**How to complete this task**:
Look through the listing below and write out exactly the lines from the line with "register for readability." to the line with "let mut bits = libc::EPOLLIN as u32;", both included, and no others.

**Entries shown**:
§ §

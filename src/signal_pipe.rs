//! A coalescing wake primitive for descriptor-polling reactors (epoll on
//! Linux, kqueue on macOS/BSD). One or more producers call `signal()`; a
//! single consumer (the reactor thread, after it observes the descriptor
//! become readable) calls `clear()` to drain it. Any number of concurrent
//! `signal()` calls between two `clear()`s collapse into at most one byte
//! sitting in the kernel pipe buffer.

use std::io;
use std::os::unix::io::RawFd;
use std::sync::atomic::{AtomicU32, Ordering};

const STATE_IDLE: u32 = 0;
const STATE_PENDING: u32 = 1;
const STATE_SENT: u32 = 2;

/// Whether the reactor should re-arm with edge- or level-triggered
/// semantics; only affects how `clear()` drains the descriptor.
#[derive(Debug, Clone, Copy, PartialEq, Eq)]
pub enum TriggerMode {
    LevelTriggered,
    EdgeTriggered,
}

/// A readable/writable descriptor pair (or a single eventfd acting as both)
/// plus the atomic coalescing state machine described in the module docs.
pub struct SignalPipe {
    read_fd: RawFd,
    write_fd: RawFd,
    is_eventfd: bool,
    state: AtomicU32,
    trigger_mode: TriggerMode,
}

impl SignalPipe {
    /// Creates a new pipe, preferring a single Linux `eventfd` descriptor
    /// (non-blocking, close-on-exec) and falling back to `pipe2` with the
    /// same flags when eventfd creation fails (e.g. a seccomp sandbox that
    /// denies the syscall). On macOS/BSD there is no eventfd equivalent, so
    /// this always creates a plain pipe and sets the flags with `fcntl`
    /// rather than hard-coding platform-specific numeric values for
    /// `O_NONBLOCK`.
    pub fn new(trigger_mode: TriggerMode) -> io::Result<Self> {
        #[cfg(target_os = "linux")]
        {
            if let Some(fd) = Self::try_create_eventfd()? {
                return Ok(Self {
                    read_fd: fd,
                    write_fd: fd,
                    is_eventfd: true,
                    state: AtomicU32::new(STATE_IDLE),
                    trigger_mode,
                });
            }
        }

        let (read_fd, write_fd) = Self::create_pipe()?;
        Ok(Self {
            read_fd,
            write_fd,
            is_eventfd: false,
            state: AtomicU32::new(STATE_IDLE),
            trigger_mode,
        })
    }

    #[cfg(target_os = "linux")]
    fn try_create_eventfd() -> io::Result<Option<RawFd>> {
        // EFD_NONBLOCK | EFD_CLOEXEC; eventfd's flag bits alias the O_*
        // bits exposed by `libc` for the same purpose.
        let fd = unsafe { libc::eventfd(0, libc::EFD_NONBLOCK | libc::EFD_CLOEXEC) };
        if fd >= 0 {
            Ok(Some(fd))
        } else {
            // Any failure (ENOSYS, EMFILE, a sandboxed syscall filter, ...)
            // falls back to the pipe path rather than propagating an error.
            Ok(None)
        }
    }

    fn create_pipe() -> io::Result<(RawFd, RawFd)> {
        let mut fds = [0 as RawFd; 2];

        #[cfg(target_os = "linux")]
        {
            let rc = unsafe { libc::pipe2(fds.as_mut_ptr(), libc::O_NONBLOCK | libc::O_CLOEXEC) };
            if rc != 0 {
                return Err(io::Error::last_os_error());
            }
            return Ok((fds[0], fds[1]));
        }

        #[cfg(not(target_os = "linux"))]
        {
            let rc = unsafe { libc::pipe(fds.as_mut_ptr()) };
            if rc != 0 {
                return Err(io::Error::last_os_error());
            }
            for &fd in &fds {
                set_nonblocking_cloexec(fd)?;
            }
            Ok((fds[0], fds[1]))
        }
    }

    /// The descriptor the reactor should register for readability.
    pub fn read_fd(&self) -> RawFd {
        self.read_fd
    }

    /// Bits to OR into an `epoll_event.events` field, including `EPOLLET`
    /// when this pipe was constructed edge-triggered.
    #[cfg(target_os = "linux")]
    pub fn epoll_interest(&self) -> u32 {
        let mut bits = libc::EPOLLIN as u32;
        if self.trigger_mode == TriggerMode::EdgeTriggered {
            bits |= libc::EPOLLET as u32;
        }
        bits
    }

    /// Bits to OR into a `kevent.flags` field, including `EV_CLEAR` when
    /// this pipe was constructed edge-triggered.
    #[cfg(any(target_os = "macos", target_os = "freebsd", target_os = "openbsd", target_os = "netbsd"))]
    pub fn kqueue_flags(&self) -> u16 {
        let mut flags = (libc::EV_ADD | libc::EV_ENABLE) as u16;
        if self.trigger_mode == TriggerMode::EdgeTriggered {
            flags |= libc::EV_CLEAR as u16;
        }
        flags
    }

    /// Raises the signal. Coalesces with any signal already pending: the
    /// CAS from IDLE to PENDING only succeeds for the first caller in a
    /// given idle period, and every other concurrent caller observes the
    /// CAS fail and returns without touching the descriptor.
    pub fn signal(&self) -> io::Result<()> {
        if self
            .state
            .compare_exchange(STATE_IDLE, STATE_PENDING, Ordering::AcqRel, Ordering::Acquire)
            .is_err()
        {
            return Ok(());
        }

        self.write_one_byte()?;
        self.state.store(STATE_SENT, Ordering::Release);
        Ok(())
    }

    fn write_one_byte(&self) -> io::Result<()> {
        let value: u64 = 1;
        let rc = if self.is_eventfd {
            unsafe { libc::write(self.write_fd, &value as *const u64 as *const libc::c_void, 8) }
        } else {
            let byte: u8 = 1;
            unsafe { libc::write(self.write_fd, &byte as *const u8 as *const libc::c_void, 1) }
        };

        if rc < 0 {
            let err = io::Error::last_os_error();
            // EAGAIN on an eventfd means the counter is already saturated,
            // which is itself evidence the reader has not drained yet —
            // treat it as a successful coalesced signal rather than an
            // error.
            if err.kind() == io::ErrorKind::WouldBlock {
                return Ok(());
            }
            return Err(err);
        }
        Ok(())
    }

    /// Clears the pending/sent state and drains the descriptor. Returns
    /// whether a signal had actually been observed (i.e. the state was not
    /// already IDLE).
    pub fn clear(&self) -> io::Result<bool> {
        let previous = self.state.swap(STATE_IDLE, Ordering::AcqRel);
        match previous {
            STATE_IDLE => Ok(false),
            STATE_PENDING => Ok(true),
            STATE_SENT => {
                self.drain()?;
                Ok(true)
            }
            _ => unreachable!("signal pipe state is one of IDLE/PENDING/SENT"),
        }
    }

    fn drain(&self) -> io::Result<()> {
        if self.is_eventfd {
            let mut value: u64 = 0;
            let rc = unsafe { libc::read(self.read_fd, &mut value as *mut u64 as *mut libc::c_void, 8) };
            if rc < 0 {
                let err = io::Error::last_os_error();
                if err.kind() != io::ErrorKind::WouldBlock {
                    return Err(err);
                }
            }
            return Ok(());
        }

        loop {
            let mut byte: u8 = 0;
            let rc = unsafe { libc::read(self.read_fd, &mut byte as *mut u8 as *mut libc::c_void, 1) };
            if rc < 0 {
                let err = io::Error::last_os_error();
                if err.kind() == io::ErrorKind::WouldBlock {
                    return Ok(());
                }
                return Err(err);
            }
            if self.trigger_mode == TriggerMode::LevelTriggered {
                // Level-triggered reactors observe readability again on the
                // next poll if another byte arrives, so a single read
                // suffices.
                return Ok(());
            }
            // Edge-triggered reactors only see one wakeup per transition,
            // so drain down to EAGAIN to avoid missing a coalesced signal
            // written while this loop was running.
        }
    }

    /// True iff the last transition moved into PENDING or SENT and no
    /// subsequent `clear()` has observed it.
    pub fn is_pending(&self) -> bool {
        self.state.load(Ordering::Acquire) != STATE_IDLE
    }
}

#[cfg(not(target_os = "linux"))]
fn set_nonblocking_cloexec(fd: RawFd) -> io::Result<()> {
    unsafe {
        let flags = libc::fcntl(fd, libc::F_GETFL, 0);
        if flags < 0 || libc::fcntl(fd, libc::F_SETFL, flags | libc::O_NONBLOCK) < 0 {
            return Err(io::Error::last_os_error());
        }
        let fd_flags = libc::fcntl(fd, libc::F_GETFD, 0);
        if fd_flags < 0 || libc::fcntl(fd, libc::F_SETFD, fd_flags | libc::FD_CLOEXEC) < 0 {
            return Err(io::Error::last_os_error());
        }
    }
    Ok(())
}

impl Drop for SignalPipe {
    fn drop(&mut self) {
        unsafe {
            libc::close(self.read_fd);
            if !self.is_eventfd {
                libc::close(self.write_fd);
            }
        }
    }
}

/// Zero-cost variant used when the embedding application drives its own
/// notification scheme (or none at all) and doesn't want a real descriptor
/// allocated. Every operation is a no-op; `read_fd()` returns -1.
#[derive(Default)]
pub struct NullSignalPipe;

impl NullSignalPipe {
    pub fn read_fd(&self) -> RawFd {
        -1
    }

    pub fn signal(&self) -> io::Result<()> {
        Ok(())
    }

    pub fn clear(&self) -> io::Result<bool> {
        Ok(false)
    }

    pub fn is_pending(&self) -> bool {
        false
    }
}

/// Either a real [`SignalPipe`] or the [`NullSignalPipe`] no-op, selected at
/// construction time by `ConnectionOptions::signal_pipe_enabled`. Kept as an
/// enum (rather than a trait object) so the disabled path costs nothing
/// beyond a branch on the hot encrypt/decrypt call sites that check
/// `is_pending()`.
pub enum OptionalSignalPipe {
    Enabled(SignalPipe),
    Disabled(NullSignalPipe),
}

impl OptionalSignalPipe {
    pub fn new(enabled: bool, trigger_mode: TriggerMode) -> io::Result<Self> {
        if enabled {
            Ok(Self::Enabled(SignalPipe::new(trigger_mode)?))
        } else {
            Ok(Self::Disabled(NullSignalPipe))
        }
    }

    pub fn read_fd(&self) -> RawFd {
        match self {
            Self::Enabled(p) => p.read_fd(),
            Self::Disabled(p) => p.read_fd(),
        }
    }

    pub fn signal(&self) -> io::Result<()> {
        match self {
            Self::Enabled(p) => p.signal(),
            Self::Disabled(p) => p.signal(),
        }
    }

    pub fn clear(&self) -> io::Result<bool> {
        match self {
            Self::Enabled(p) => p.clear(),
            Self::Disabled(p) => p.clear(),
        }
    }

    pub fn is_pending(&self) -> bool {
        match self {
            Self::Enabled(p) => p.is_pending(),
            Self::Disabled(p) => p.is_pending(),
        }
    }
}

#[cfg(test)]
mod tests {
    use super::*;
    use std::sync::Arc;
    use std::thread;

    #[test]
    fn idle_pipe_is_not_pending() {
        let pipe = SignalPipe::new(TriggerMode::LevelTriggered).unwrap();
        assert!(!pipe.is_pending());
    }

    #[test]
    fn signal_then_clear_round_trips_through_pending() {
        let pipe = SignalPipe::new(TriggerMode::LevelTriggered).unwrap();
        pipe.signal().unwrap();
        assert!(pipe.is_pending());
        assert!(pipe.clear().unwrap());
        assert!(!pipe.is_pending());
    }

    #[test]
    fn clear_on_idle_pipe_reports_no_signal_observed() {
        let pipe = SignalPipe::new(TriggerMode::LevelTriggered).unwrap();
        assert!(!pipe.clear().unwrap());
    }

    #[test]
    fn concurrent_signals_coalesce_to_a_single_pending_state() {
        let pipe = Arc::new(SignalPipe::new(TriggerMode::LevelTriggered).unwrap());
        let handles: Vec<_> = (0..10)
            .map(|_| {
                let pipe = pipe.clone();
                thread::spawn(move || {
                    for _ in 0..100 {
                        pipe.signal().unwrap();
                    }
                })
            })
            .collect();
        for h in handles {
            h.join().unwrap();
        }

        assert!(pipe.is_pending());
        assert!(pipe.clear().unwrap());
        assert!(!pipe.is_pending());
        // A second clear with nothing in between observes no signal.
        assert!(!pipe.clear().unwrap());
    }

    #[test]
    fn disabled_optional_signal_pipe_is_a_pure_no_op() {
        let pipe = OptionalSignalPipe::new(false, TriggerMode::LevelTriggered).unwrap();
        assert_eq!(pipe.read_fd(), -1);
        pipe.signal().unwrap();
        assert!(!pipe.is_pending());
        assert!(!pipe.clear().unwrap());
    }

    #[test]
    fn enabled_optional_signal_pipe_behaves_like_signal_pipe() {
        let pipe = OptionalSignalPipe::new(true, TriggerMode::LevelTriggered).unwrap();
        assert_ne!(pipe.read_fd(), -1);
        pipe.signal().unwrap();
        assert!(pipe.is_pending());
        assert!(pipe.clear().unwrap());
    }
}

§ §

**Task solution**:
    /// The descriptor the reactor should register for readability.
    pub fn read_fd(&self) -> RawFd {
        self.read_fd
    }

    /// Bits to OR into an `epoll_event.events` field, including `EPOLLET`
    /// when this pipe was constructed edge-triggered.
    #[cfg(target_os = "linux")]
    pub fn epoll_interest(&self) -> u32 {
        let mut bits = libc::EPOLLIN as u32;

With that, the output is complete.